Despite All Evidence in Support of Harm Reduction, Stigma Drives Public Attitudes
Earlier this year, a false claim spurred outrage from commentators and politicians regarding federal grant dollars for harm reduction programs across the country. Shortly after, in April 2022, the U.S. Department of Justice (DOJ) issued guidance on how the Americans with Disability Act (ADA) provides protections for people with opioid use disorder (OUD), which may also apply broadly to people with substance use disorder (SUD). From local and national advocates to actions from the Biden Administration, as a nation, the United States is facing the greatest change in drug policy since the Nixon Administration introduced a national policy officer (“drug czar”) on the issue. Forty years after Nancy Reagan’s “Just say no” campaign and the abject failure of the D.A.R.E. (drug abuse resistance education) program, the United States’ “War on Drugs” has only succeeded in criminalizing a health status with, up until relatively recent history, with broad bipartisan support. The effort to combat the stigma sewn into the fabric of our social attitudes towards drug use and misuse is coming to a fever pitch.
Scrolling through my own social media, I can across Representative Malinda Brumfield White’s post regarding a methadone clinic opening in Bogalusa – expressing “concern” for the location. The comments were rife with assumptions as to what the clinic might “mean” for the area and opposition to its location. The animus voiced is the exact type of animus an industrious litigator might cite to prove the attitudes DOJ cited as discriminatory and might spur actions which could violate the ADA. This clinic didn’t pop up out of nowhere, Louisiana’s legislature ordered a needs assessment on the impacts of the opioid crisis in 2018 after the Governor Bobby Jindal ushered in closing of most of the clinics in the state. Subsequently, the state’s health department identified a need to establish at least 10 new harm reduction service providers, focusing on addiction treatment centers (specifically, medication assisted treatment). A request for proposals (RFP) was issued in late 2021 and signed with Behavioral Health Group (BHG) shortly thereafter.
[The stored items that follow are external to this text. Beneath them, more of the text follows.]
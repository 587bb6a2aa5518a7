//! `Encapsulated` header handling.
//!
//! The header value is a comma-separated list of `key=offset` pairs. Offsets
//! are relative to the start of the encapsulated area, i.e. the first byte
//! after the blank line that ends the ICAP header block. Pairs are sorted by
//! offset and turned into contiguous ranges: each range ends where the next
//! one starts, and the last one is open. Offsets above
//! [`MAX_FRAME_BYTES`](crate::MAX_FRAME_BYTES) are rejected.

use crate::MAX_FRAME_BYTES;
use crate::error::ParseErrorKind;
use crate::request::EncapsulationKind;

/// A section of the encapsulated area.
///
/// `end` is the exclusive bound, equal to the next entry's `start`; the last
/// byte of a closed range is therefore `end - 1`. `None` marks the open,
/// final range which runs to the end of the message.
#[derive(Debug, Clone, Copy, PartialEq, Eq)]
pub struct EncapsulationRange {
    pub kind: EncapsulationKind,
    pub start: usize,
    pub end: Option<usize>,
}

impl EncapsulationRange {
    #[inline]
    pub fn is_open(&self) -> bool {
        self.end.is_none()
    }

    /// Byte length of a closed range.
    pub fn len(&self) -> Option<usize> {
        self.end.map(|e| e - self.start)
    }

    /// Inclusive index of the last byte of a non-empty closed range.
    pub fn last_byte(&self) -> Option<usize> {
        self.end.and_then(|e| e.checked_sub(1)).filter(|&e| e >= self.start)
    }
}

/// Rejected `Encapsulated` value.
#[derive(Debug, Clone, PartialEq, Eq)]
pub struct EncapsulatedError {
    pub kind: ParseErrorKind,
    pub detail: String,
}

impl EncapsulatedError {
    fn new(kind: ParseErrorKind, detail: String) -> Self {
        Self { kind, detail }
    }
}

/// Parse the value of the `Encapsulated:` header into ordered ranges.
pub fn parse_encapsulated_value(val: &str) -> Result<Vec<EncapsulationRange>, EncapsulatedError> {
    let mut starts: Vec<(EncapsulationKind, usize)> = Vec::new();

    for part in val.split(',') {
        let p = part.trim();
        if p.is_empty() {
            continue;
        }
        let Some((name_raw, off_raw)) = p.split_once('=') else {
            return Err(EncapsulatedError::new(
                ParseErrorKind::UnparsableOffset,
                format!("Encapsulated entry without offset: {p}"),
            ));
        };

        let name = name_raw.trim().to_ascii_lowercase();
        let kind = EncapsulationKind::from_key(&name).ok_or_else(|| {
            EncapsulatedError::new(
                ParseErrorKind::UnknownEncapsulationKey,
                format!("invalid Encapsulated part name: {}", name_raw.trim()),
            )
        })?;
        let off: usize = off_raw.trim().parse().map_err(|_| {
            EncapsulatedError::new(
                ParseErrorKind::UnparsableOffset,
                format!("Encapsulated {name} value was not a number: {}", off_raw.trim()),
            )
        })?;
        if off > MAX_FRAME_BYTES {
            return Err(EncapsulatedError::new(
                ParseErrorKind::UnparsableOffset,
                format!("Encapsulated {name} offset {off} exceeds {MAX_FRAME_BYTES} bytes"),
            ));
        }
        starts.push((kind, off));
    }

    if starts.is_empty() {
        return Err(EncapsulatedError::new(
            ParseErrorKind::UnparsableOffset,
            "empty Encapsulated value".to_string(),
        ));
    }

    // stable: entries sharing an offset keep their declared order
    starts.sort_by_key(|&(_, off)| off);

    let ranges = starts
        .iter()
        .enumerate()
        .map(|(i, &(kind, start))| EncapsulationRange {
            kind,
            start,
            end: starts.get(i + 1).map(|&(_, next)| next),
        })
        .collect();
    Ok(ranges)
}

/// Find the `Encapsulated:` value in a raw ICAP header block.
pub fn find_encapsulated_value(headers_text: &str) -> Option<&str> {
    // first line is the request line
    for line in headers_text.split("\r\n").skip(1) {
        if line.is_empty() {
            break;
        }
        let Some((name, val)) = line.split_once(':') else {
            continue;
        };
        if name.trim().eq_ignore_ascii_case("Encapsulated") {
            return Some(val);
        }
    }
    None
}

#[cfg(test)]
mod tests {
    use super::*;
    use rstest::rstest;

    #[test]
    fn ranges_are_contiguous_and_last_is_open() {
        let r = parse_encapsulated_value("req-hdr=0, res-hdr=137, res-body=296").expect("parse");
        assert_eq!(r.len(), 3);
        assert_eq!(r[0].kind, EncapsulationKind::RequestHeader);
        assert_eq!(r[0].last_byte(), Some(136));
        assert_eq!(r[1].start, 137);
        assert_eq!(r[1].len(), Some(159));
        assert_eq!(r[1].last_byte().unwrap() + 1, r[2].start);
        assert!(r[2].is_open());
        assert_eq!(r[2].len(), None);
    }

    #[test]
    fn out_of_order_offsets_are_sorted() {
        let r = parse_encapsulated_value("null-body=170,req-hdr=0").expect("parse");
        assert_eq!(r[0].kind, EncapsulationKind::RequestHeader);
        assert_eq!(r[0].end, Some(170));
        assert_eq!(r[1].kind, EncapsulationKind::NullBody);
        assert!(r[1].is_open());
    }

    #[test]
    fn shared_offset_gives_empty_range() {
        let r = parse_encapsulated_value("req-hdr=0, res-hdr=0, null-body=10").expect("parse");
        assert_eq!(r[0].kind, EncapsulationKind::RequestHeader);
        assert_eq!(r[0].len(), Some(0));
        assert_eq!(r[0].last_byte(), None);
        assert_eq!(r[1].kind, EncapsulationKind::ResponseHeader);
        assert_eq!(r[1].len(), Some(10));
    }

    #[test]
    fn keys_ignore_case_and_whitespace() {
        let r = parse_encapsulated_value("  REQ-HDR = 0 ,  Null-Body=12 ").expect("parse");
        assert_eq!(r[0].kind, EncapsulationKind::RequestHeader);
        assert_eq!(r[1].start, 12);
    }

    #[rstest]
    #[case("req-hdr=0, bad=10", ParseErrorKind::UnknownEncapsulationKey)]
    #[case("req-hdr=zero", ParseErrorKind::UnparsableOffset)]
    #[case("req-hdr=-5", ParseErrorKind::UnparsableOffset)]
    #[case("req-hdr", ParseErrorKind::UnparsableOffset)]
    #[case("   ", ParseErrorKind::UnparsableOffset)]
    #[case("req-hdr=0, null-body=18446744073709551615", ParseErrorKind::UnparsableOffset)]
    #[case("req-hdr=0, null-body=18446744073709551616", ParseErrorKind::UnparsableOffset)]
    #[case("req-hdr=0, null-body=8388609", ParseErrorKind::UnparsableOffset)]
    fn rejects_invalid_values(#[case] value: &str, #[case] kind: ParseErrorKind) {
        let err = parse_encapsulated_value(value).unwrap_err();
        assert_eq!(err.kind, kind, "{}", err.detail);
    }

    #[test]
    fn offset_at_frame_limit_is_accepted() {
        let value = format!("req-hdr=0, null-body={MAX_FRAME_BYTES}");
        let r = parse_encapsulated_value(&value).expect("parse");
        assert_eq!(r[1].start, MAX_FRAME_BYTES);
    }

    #[test]
    fn finds_value_in_header_block() {
        let head = "REQMOD icap://x/ ICAP/1.0\r\nHost: x\r\nencapsulated: req-hdr=0\r\n\r\n";
        assert_eq!(find_encapsulated_value(head).map(str::trim), Some("req-hdr=0"));
        assert_eq!(find_encapsulated_value("OPTIONS icap://x/ ICAP/1.0\r\n\r\n"), None);
    }
}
But it’s just now that the local electeds are making noise about the clinic – as the operation is getting set to open.
Meanwhile, in California, Governor Gavin Newsom is rumored to be thinking about vetoing SB57, a piece of well-supported state legislation that would allow for pilot project locations for safe consumption sites. The project would be the largest yet seen, after New York allowed for a similar project last year, and is facing tough opposition even after the bill passed out of the state’s legislature, with a concerted campaign urging Governor Newsome to veto the bill. New York expanded their project this year thanks in large part due to the success of reversing hundreds of overdoses already.
Vermont’s Governor has already vetoed a similar bill. Though, that veto also axed additional funding for multiple modalities of harm reduction, including ones already existing in Vermont, Governor Phil Scott specifically cited the safe consumption sites projects as “counterintuitive” – a statement rooted in stigma (his assertation that data did not exist to support the project is false – see previous links on New York’s success). A bill in Kentucky to initiate a pilot project didn’t even get a committee hearing this year. And Rhode Island is finally finding a way to fund safe consumption sites – by using the state’s opioid settlement dollars. Rhode Island had already passed a law allowing study of safe consumptions sites, the legislation just did not include any funding to do so and those entities interested in opening sites were hard strapped to find enough private funding to open.
In other states, advocates are playing slower “games”, taking time to further educate their legislatures and communities. In North Carolina, experts took time to both debunk the claim the Biden Administration was pushing on smoking pipes but also how those same tools would be an improvement in harm reduction offerings already existing in the state. In Massachusetts, elected representatives are supportive of safe consumption sites but elected law enforcement isn’t. Those same elected law enforcement officials are peddling stigmatizing ideas with ominous sound bites like “let’s ask people in neighborhoods where they already exist and see if they feel it’s safer.” When there’s no one there to challenge these ideas, or journalists’ follow up questions aren’t answered, the dark clouds gather around pious suburbanites as if their own families aren’t one or two degrees of separation from experiencing the damaging impacts of an unabated overdose crisis.
Decades old attitudes which moralize a health condition as a personal failing and threat to our families hasn’t worked. Indeed, overdose deaths and non-fatal morbidities are on the rise…again. Despite having the tools, decades of behavioral intervention study, and a desperate need to address this issue, we keep seeing the same approached used over and over again – stigmatize, criminalize, and isolate. Our elected officials have an obligation to both educate themselves and advocate for more effective policy. The families affected by the opioid crisis, substance use disorder, Hepatitis C, and HIV are the voters and constituents these representatives are tasked to…represent. As advocates trudge on in sharing stories, we must leverage what we know to be true. This is indeed a moral fight – it is immoral and unethical to allow people to die with a callousness of disinterest, even triumph as if those deaths are somehow “deserved”. While our lawmakers are returning home as the federal legislative session comes to a brief break, they must also take this moment to lead their constituents in making the moral choice and support comprehensive harm reduction policies and programs.